选择器需要将图片特征 $x$ 映射到类别得分空间，并返回得分最高的类别 $c^*$ ，因此论文设计了形如 $c^*=\argmax\limits_c\pi(\epsilon(x),\theta_c)$ 的选择器，其中 $\theta_ c\in w$ 是针对类别 $c$ 评估 $x$ 的参数。此外，如果 $\pi$ 被设计与降维 $\epsilon$ 等变的话，则有 $\pi(\epsilon(x),\theta_c)=\epsilon(\pi(x,\theta_c))$ ，从而可以将 $\epsilon^{\perp}(\pi(·,\theta_c))$ 作为与 $\epsilon$ 相关的类别映射池，其中 $\epsilon^{\perp}$ 是与 $\epsilon$ 正交的降维。基于上面的设计思想，可以得到如下的池化模型：
$\begin{aligned}\varsigma(x,{\theta_c})&=\epsilon^{\perp}(\pi(x,\theta_{c^*}))\\ c^*&=\argmax\limits_c\pi(\epsilon(x),\theta_c).\end{aligned}$
其中 $\epsilon$ 是空间平均池化，提取全局特征； $\pi(\epsilon,\theta_c)$ 是线性映射，生成类别得分； $\epsilon^{\perp}$ 操作类似类别激活映射(在2.2中会详细解释)，。

2.1.2.2 注意力更新

输入：当前时刻特征 $x_t$ ，计算池化候选 $\nu_a=\varsigma(x_t,w_a)$ 。
更新注意力状态 $a_t$ ：
$\begin{aligned}(i_a,f_a,s_t,a)&=(\sigma,\sigma,\sigma,\eta)(W_a*[\nu_a,s_{t-1}\odot\eta(a_{t-1})])\\ a_t&=f_a\odot a_{t-1}+i_a\odot a.\end{aligned}$
生成注意力图：
$s=\text{softmax}(\nu_a+s_t\odot\eta(a_t)).$
$s$ 用于加权输入特征 $s\odot x_t$ 。

2.1.3 输出池化

传统LSTM的输出门控 $o_t$ 仅依赖当前输入和前一隐藏状态，无法有效筛选记忆 $c_t$ 中的关键信息。而输出池化通过注意力机制动态定位记忆中的高区别性区域。

2.1.3.1 记忆状态过滤

输入：更新后的记忆状态c_t。
动态调整：
$\nu_c=\varsigma(c_t,w_c+w_o\epsilon(s\odot x_t)).$
其中 $s\odot x_t$ 是加权输入特征； $\epsilon(s\odot x_t)$ 是空间平均池化提取全局特征， $\varsigma$ 移除了 $\epsilon^{\perp}$ 以保留 $\nu_c$ $N\times K$ 的形状。

2.1.3.2 输出门控更新

更新公式：
$o_t=\sigma(W_o*[\nu_c\odot c_t,o_{t-1}\odot\eta(c_{t-1})]).$
其中 $\nu_t\odot c_t$ 是过滤后的记忆状态，输出门控控制当前的隐藏状态 $h_t=o_{t-1}\odot\eta(c_{t-1})$ 的暴露程度。

2.1.4 LSTA单元的代码

class MyConvLSTACell(nn.Module):
    def __init__(self, input_size, memory_size, c_cam_classes=100, kernel_size=3,
                 stride=1, padding=1, zero_init=False):
        super(MyConvLSTACell, self).__init__()
        self.input_size = input_size
        self.memory_size = memory_size
        self.kernel_size = kernel_size
        self.stride = stride
        self.padding = padding
        self.c_classifier = nn.Linear(memory_size, c_cam_classes, bias=False)
        self.coupling_fc = nn.Linear(memory_size, c_cam_classes, bias=False)
        self.avgpool = nn.AvgPool2d(7)

        # Attention params

        self.conv_i_s = nn.Conv2d(1, 1, kernel_size=kernel_size, stride=stride, padding=padding)
        self.conv_i_cam = nn.Conv2d(1, 1, kernel_size=kernel_size, stride=stride, padding=padding, bias=False)

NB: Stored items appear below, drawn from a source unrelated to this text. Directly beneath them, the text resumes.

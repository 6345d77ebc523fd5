// Path: crates/api/src/crypto/mod.rs
//! Defines unified traits for cryptographic primitives.

use revid_types::error::CryptoError;

/// A trait for any key or signature that can be serialized to and from bytes.
pub trait SerializableKey {
    /// Converts the key to a byte vector.
    fn to_bytes(&self) -> Vec<u8>;

    /// Creates a key from a byte slice.
    fn from_bytes(bytes: &[u8]) -> Result<Self, CryptoError>
    where
        Self: Sized;
}

/// A trait for a key pair used in a signature algorithm.
pub trait SigningKeyPair {
    /// The public key type used for verification.
    type PublicKey: VerifyingKey<Signature = Self::Signature>;
    /// The private key type used for signing.
    type PrivateKey: SigningKey<Signature = Self::Signature>;
    /// The signature type produced.
    type Signature: Signature;

    /// Gets the public key.
    fn public_key(&self) -> Self::PublicKey;
    /// Gets the private key.
    fn private_key(&self) -> Self::PrivateKey;
    /// Signs a message with the private key.
    fn sign(&self, message: &[u8]) -> Result<Self::Signature, CryptoError>;
}

/// A trait for a public key used for signature verification.
pub trait VerifyingKey: SerializableKey {
    /// The signature type that this key can verify.
    type Signature: Signature;

    /// Verifies a signature against a message.
    fn verify(&self, message: &[u8], signature: &Self::Signature) -> Result<(), CryptoError>;
}

/// A trait for a private key used for signing operations.
pub trait SigningKey: SerializableKey {
    /// The signature type that this key produces.
    type Signature: Signature;

    /// Signs a message.
    fn sign(&self, message: &[u8]) -> Result<Self::Signature, CryptoError>;
}

/// A marker trait for a cryptographic signature.
pub trait Signature: SerializableKey {}
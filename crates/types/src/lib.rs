// Path: crates/types/src/lib.rs
#![forbid(unsafe_code)]
#![deny(missing_docs)]

//! # REVID Types
//!
//! This crate is the foundational library for the REVID device-identity
//! gateway, containing all core data structures, error types, and
//! configuration objects.
//!
//! ## Architectural Role
//!
//! As the base crate, `revid-types` has minimal dependencies and is itself a
//! dependency for almost every other crate in the workspace. This structure
//! prevents circular dependencies and provides a stable, canonical
//! definition for shared types like `DeviceId`, `DeviceRecord`,
//! `CommitmentState`, and the error enums of the gateway's taxonomy.

/// The fixed width, in bytes, of an accumulator element on the wire and in
/// contract storage (2048-bit modulus, big-endian).
pub const ACCUMULATOR_BYTES: usize = 256;

/// The width of a device identifier in bytes.
pub const DEVICE_ID_BYTES: usize = 32;

/// The width of an authentication challenge nonce in bytes.
pub const NONCE_BYTES: usize = 16;

/// The maximum number of devices accepted in a single batch mutation.
pub const MAX_BATCH_DEVICES: usize = 50;

/// A top-level, crate-wide `Result` type alias with a default error type.
pub type Result<T, E = crate::error::GatewayError> = std::result::Result<T, E>;

/// Core application-level data structures: devices, commitments, operations.
pub mod app;
/// The canonical, deterministic binary codec plus hex helpers for the wire.
pub mod codec;
/// Shared configuration structures, loaded from the environment.
pub mod config;
/// The unified error taxonomy used across the workspace.
pub mod error;
/// Constants for well-known metadata keys used by the persistence layer.
pub mod keys;
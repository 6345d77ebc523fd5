// Path: crates/chain/src/bridge.rs
use async_trait::async_trait;
use rand::Rng;
use reqwest::{Client, StatusCode};
use serde::{Deserialize, Serialize};
use tokio::time::{sleep, Duration};

use revid_api::chain::CommitmentChainClient;
use revid_types::app::{
    CommitmentEvent, CommitmentState, DeviceId, Operation, OperationKind, RootBytes, TxReceipt,
};
use revid_types::codec::{decode_hex_fixed, decode_hex_loose};
use revid_types::error::ChainClientError;

const HTTP_RETRIES: usize = 6;
const BASE_BACKOFF_MS: u64 = 100;
const MAX_BACKOFF_MS: u64 = 3_000;

/// Exponential backoff with jitter, so a fleet of gateways recovering from
/// a bridge outage does not stampede it.
fn retry_delay(attempt: usize) -> Duration {
    let base = BASE_BACKOFF_MS
        .saturating_mul(1u64 << attempt.min(10))
        .min(MAX_BACKOFF_MS);
    let jitter = rand::thread_rng().gen_range(0..BASE_BACKOFF_MS);
    Duration::from_millis(base + jitter)
}

fn kind_label(kind: OperationKind) -> &'static str {
    match kind {
        OperationKind::Update => "update",
        OperationKind::Register => "register",
        OperationKind::Revoke => "revoke",
        OperationKind::BatchRegister => "batch_register",
        OperationKind::BatchRevoke => "batch_revoke",
    }
}

fn kind_from_label(label: &str) -> Result<OperationKind, ChainClientError> {
    match label {
        "update" => Ok(OperationKind::Update),
        "register" => Ok(OperationKind::Register),
        "revoke" => Ok(OperationKind::Revoke),
        "batch_register" => Ok(OperationKind::BatchRegister),
        "batch_revoke" => Ok(OperationKind::BatchRevoke),
        other => Err(ChainClientError::Decode(format!(
            "unknown operation kind '{other}'"
        ))),
    }
}

/// JSON client for the bridge service fronting the deployed contract and
/// the multi-sig wallet.
///
/// The bridge wraps each operation in the threshold-signature envelope and
/// waits for inclusion before answering, so a successful response here *is*
/// the confirmation. Event reads only cover blocks the bridge reports as
/// sufficiently confirmed.
#[derive(Clone)]
pub struct HttpBridgeClient {
    base: String,
    client: Client,
}

impl HttpBridgeClient {
    /// Builds a client for the bridge at `base`, with a per-RPC deadline.
    pub fn new(base: String, rpc_timeout: Duration) -> Result<Self, ChainClientError> {
        let client = Client::builder()
            .timeout(rpc_timeout)
            .build()
            .map_err(|e| ChainClientError::Rpc(e.to_string()))?;
        Ok(Self {
            base: base.trim_end_matches('/').to_string(),
            client,
        })
    }

    /// GET with the shared retry loop: transient transport errors, 429 and
    /// 5xx are retried with backoff; other failures are final.
    async fn get_json<T: serde::de::DeserializeOwned>(
        &self,
        path: &str,
    ) -> Result<T, ChainClientError> {
        let url = format!("{}{}", self.base, path);
        let mut attempt = 0;
        loop {
            let resp = match self.client.get(&url).send().await {
                Ok(r) => r,
                Err(e) => {
                    if attempt < HTTP_RETRIES {
                        tracing::debug!(
                            target: "chain-client",
                            "GET {url} failed (attempt {attempt}): {e} — retrying"
                        );
                        sleep(retry_delay(attempt)).await;
                        attempt += 1;
                        continue;
                    }
                    return Err(classify_transport(e));
                }
            };
            let status = resp.status();
            if status == StatusCode::TOO_MANY_REQUESTS || status.is_server_error() {
                if attempt < HTTP_RETRIES {
                    sleep(retry_delay(attempt)).await;
                    attempt += 1;
                    continue;
                }
                let body = resp.text().await.unwrap_or_default();
                return Err(ChainClientError::Rpc(format!(
                    "HTTP {} from {url} after {HTTP_RETRIES} retries: {body}",
                    status.as_u16()
                )));
            }
            if !status.is_success() {
                let body = resp.text().await.unwrap_or_default();
                return Err(ChainClientError::Rpc(format!(
                    "HTTP {} from {url}: {body}",
                    status.as_u16()
                )));
            }
            return resp
                .json::<T>()
                .await
                .map_err(|e| ChainClientError::Decode(e.to_string()));
        }
    }
}

fn classify_transport(e: reqwest::Error) -> ChainClientError {
    if e.is_timeout() {
        ChainClientError::Timeout(e.to_string())
    } else {
        ChainClientError::Rpc(e.to_string())
    }
}

#[derive(Deserialize)]
struct StateResponse {
    #[serde(rename = "accumulatorHex")]
    accumulator_hex: String,
    #[serde(rename = "hashHex")]
    hash_hex: String,
    version: u64,
    #[serde(rename = "lastUpdateBlock")]
    last_update_block: u64,
}

#[derive(Serialize)]
struct SubmitRequest {
    kind: &'static str,
    #[serde(rename = "operationIdHex")]
    operation_id_hex: String,
    #[serde(rename = "parentHashHex")]
    parent_hash_hex: String,
    #[serde(rename = "newAccumulatorHex")]
    new_accumulator_hex: String,
    #[serde(rename = "deviceIdsHex")]
    device_ids_hex: Vec<String>,
}

#[derive(Deserialize)]
struct SubmitResponse {
    #[serde(rename = "txHash")]
    tx_hash: String,
    #[serde(rename = "blockNumber")]
    block_number: u64,
}

#[derive(Deserialize)]
struct ErrorBody {
    error: ErrorDetail,
}

#[derive(Deserialize)]
struct ErrorDetail {
    code: String,
    message: String,
}

#[derive(Deserialize)]
struct EventItem {
    kind: String,
    #[serde(rename = "operationIdHex")]
    operation_id_hex: String,
    #[serde(rename = "parentHashHex")]
    parent_hash_hex: String,
    #[serde(rename = "newAccumulatorHex")]
    new_accumulator_hex: String,
    #[serde(rename = "newHashHex")]
    new_hash_hex: String,
    version: u64,
    #[serde(rename = "executorHex")]
    executor_hex: String,
    #[serde(rename = "deviceIdsHex")]
    device_ids_hex: Vec<String>,
    block: u64,
}

#[derive(Deserialize)]
struct EventsResponse {
    events: Vec<EventItem>,
}

#[derive(Deserialize)]
struct HeadResponse {
    #[serde(rename = "confirmedBlock")]
    confirmed_block: u64,
}

impl EventItem {
    fn into_event(self) -> Result<CommitmentEvent, ChainClientError> {
        let decode = |s: &str| -> Result<[u8; 32], ChainClientError> {
            decode_hex_fixed::<32>(s).map_err(|e| ChainClientError::Decode(e.to_string()))
        };
        let root_bytes = decode_hex_loose(&self.new_accumulator_hex)
            .map_err(|e| ChainClientError::Decode(e.to_string()))?;
        let mut device_ids = Vec::with_capacity(self.device_ids_hex.len());
        for id_hex in &self.device_ids_hex {
            device_ids.push(DeviceId(decode(id_hex)?));
        }
        Ok(CommitmentEvent {
            kind: kind_from_label(&self.kind)?,
            operation_id: decode(&self.operation_id_hex)?,
            parent_hash: decode(&self.parent_hash_hex)?,
            new_root: RootBytes::from_slice(&root_bytes)
                .map_err(|e| ChainClientError::Decode(e.to_string()))?,
            new_hash: decode(&self.new_hash_hex)?,
            version: self.version,
            executor: decode_hex_fixed::<20>(&self.executor_hex)
                .map_err(|e| ChainClientError::Decode(e.to_string()))?,
            device_ids,
            block: self.block,
        })
    }
}

#[async_trait]
impl CommitmentChainClient for HttpBridgeClient {
    async fn current_state(&self) -> Result<CommitmentState, ChainClientError> {
        let resp: StateResponse = self.get_json("/v1/commitment/state").await?;
        let root_bytes = decode_hex_loose(&resp.accumulator_hex)
            .map_err(|e| ChainClientError::Decode(e.to_string()))?;
        Ok(CommitmentState {
            root: RootBytes::from_slice(&root_bytes)
                .map_err(|e| ChainClientError::Decode(e.to_string()))?,
            root_hash: decode_hex_fixed::<32>(&resp.hash_hex)
                .map_err(|e| ChainClientError::Decode(e.to_string()))?,
            version: resp.version,
            last_update_block: resp.last_update_block,
        })
    }

    async fn submit(&self, operation: &Operation) -> Result<TxReceipt, ChainClientError> {
        let url = format!("{}/v1/commitment/operations", self.base);
        let body = SubmitRequest {
            kind: kind_label(operation.kind),
            operation_id_hex: hex::encode(operation.operation_id),
            parent_hash_hex: hex::encode(operation.parent_hash),
            new_accumulator_hex: operation.new_root.to_hex(),
            device_ids_hex: operation
                .device_ids
                .iter()
                .map(|id| id.to_string())
                .collect(),
        };

        let mut attempt = 0;
        loop {
            let resp = match self.client.post(&url).json(&body).send().await {
                Ok(r) => r,
                Err(e) => {
                    if attempt < HTTP_RETRIES {
                        tracing::debug!(
                            target: "chain-client",
                            "submit failed (attempt {attempt}): {e} — retrying"
                        );
                        sleep(retry_delay(attempt)).await;
                        attempt += 1;
                        continue;
                    }
                    return Err(classify_transport(e));
                }
            };
            let status = resp.status();
            if status == StatusCode::TOO_MANY_REQUESTS || status.is_server_error() {
                if attempt < HTTP_RETRIES {
                    sleep(retry_delay(attempt)).await;
                    attempt += 1;
                    continue;
                }
                let text = resp.text().await.unwrap_or_default();
                return Err(ChainClientError::Rpc(format!(
                    "submit HTTP {} after {HTTP_RETRIES} retries: {text}",
                    status.as_u16()
                )));
            }
            if status.is_client_error() {
                // The bridge relays contract rejections verbatim; they are
                // final and must not be retried here.
                let text = resp.text().await.unwrap_or_default();
                let detail = serde_json::from_str::<ErrorBody>(&text)
                    .map(|b| format!("{}: {}", b.error.code, b.error.message))
                    .unwrap_or(text);
                return Err(ChainClientError::Reverted(detail));
            }
            let parsed: SubmitResponse = resp
                .json()
                .await
                .map_err(|e| ChainClientError::Decode(e.to_string()))?;
            let tx_hash = decode_hex_fixed::<32>(&parsed.tx_hash)
                .map_err(|e| ChainClientError::Decode(e.to_string()))?;
            return Ok(TxReceipt {
                tx_hash,
                block_number: parsed.block_number,
            });
        }
    }

    async fn events_in_range(
        &self,
        from_block: u64,
        to_block: u64,
    ) -> Result<Vec<CommitmentEvent>, ChainClientError> {
        let resp: EventsResponse = self
            .get_json(&format!(
                "/v1/commitment/events?from={from_block}&to={to_block}"
            ))
            .await?;
        resp.events.into_iter().map(EventItem::into_event).collect()
    }

    async fn confirmed_head(&self) -> Result<u64, ChainClientError> {
        let resp: HeadResponse = self.get_json("/v1/chain/head").await?;
        Ok(resp.confirmed_block)
    }
}
// Path: crates/api/src/storage/mod.rs
//! Persistence seams for the gateway.
//!
//! Two stores with specified semantics, not a specific schema: the device
//! registry (keyed by device id, with a status index) and a small metadata
//! KV holding the committed accumulator state and chain cursor.

use async_trait::async_trait;
use revid_types::app::{AuthChallenge, DeviceId, DeviceRecord, DeviceStatus};
use revid_types::error::StorageError;

/// The device registry.
///
/// Upserts happen while the gateway holds the accumulator writer lock, so
/// implementations only need per-call atomicity, not cross-call transactions.
#[async_trait]
pub trait DeviceStore: Send + Sync {
    /// Fetches a device record by id.
    async fn get(&self, id: &DeviceId) -> Result<Option<DeviceRecord>, StorageError>;

    /// Inserts or replaces a device record.
    async fn upsert(&self, record: &DeviceRecord) -> Result<(), StorageError>;

    /// Replaces a batch of records atomically (used by witness refresh).
    async fn upsert_many(&self, records: &[DeviceRecord]) -> Result<(), StorageError>;

    /// Lists all devices currently in the given status.
    async fn list_by_status(&self, status: DeviceStatus)
        -> Result<Vec<DeviceRecord>, StorageError>;

    /// Counts devices in the given status.
    async fn count_by_status(&self, status: DeviceStatus) -> Result<u64, StorageError>;

    /// Sets or clears a device's outstanding challenge without touching the
    /// rest of the record, so the authentication path can never clobber a
    /// concurrent lifecycle write. Returns `false` if the device is unknown.
    async fn set_challenge(
        &self,
        id: &DeviceId,
        challenge: Option<AuthChallenge>,
    ) -> Result<bool, StorageError>;

    /// Replaces a device's witness, but only while the device is active.
    /// Returns whether the write happened.
    async fn refresh_witness(
        &self,
        id: &DeviceId,
        witness: &[u8],
    ) -> Result<bool, StorageError>;

    /// Records an executed operation id; returns `false` if it was already
    /// recorded. This is the idempotency guard for event replay.
    async fn record_operation(
        &self,
        operation_id: &[u8; 32],
        version: u64,
    ) -> Result<bool, StorageError>;
}

/// The metadata KV store.
#[async_trait]
pub trait MetadataStore: Send + Sync {
    /// Fetches a metadata value.
    async fn get_meta(&self, key: &str) -> Result<Option<String>, StorageError>;

    /// Writes a metadata value.
    async fn put_meta(&self, key: &str, value: &str) -> Result<(), StorageError>;
}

        self.conv_f_s = nn.Conv2d(1, 1, kernel_size=kernel_size, stride=stride, padding=padding)
        self.conv_f_cam = nn.Conv2d(1, 1, kernel_size=kernel_size, stride=stride, padding=padding, bias=False)

        self.conv_a_s = nn.Conv2d(1, 1, kernel_size=kernel_size, stride=stride, padding=padding)
        self.conv_a_cam = nn.Conv2d(1, 1, kernel_size=kernel_size, stride=stride, padding=padding, bias=False)

        self.conv_o_s = nn.Conv2d(1, 1, kernel_size=kernel_size, stride=stride, padding=padding)
        self.conv_o_cam = nn.Conv2d(1, 1, kernel_size=kernel_size, stride=stride, padding=padding, bias=False)

        if zero_init:
            torch.nn.init.constant(self.conv_i_s.weight, 0)
            torch.nn.init.constant(self.conv_i_s.bias, 0)
            torch.nn.init.constant(self.conv_i_cam.weight, 0)

            torch.nn.init.constant(self.conv_f_s.weight, 0)
            torch.nn.init.constant(self.conv_f_s.bias, 0)
            torch.nn.init.constant(self.conv_f_cam.weight, 0)

            torch.nn.init.constant(self.conv_a_s.weight, 0)
            torch.nn.init.constant(self.conv_a_s.bias, 0)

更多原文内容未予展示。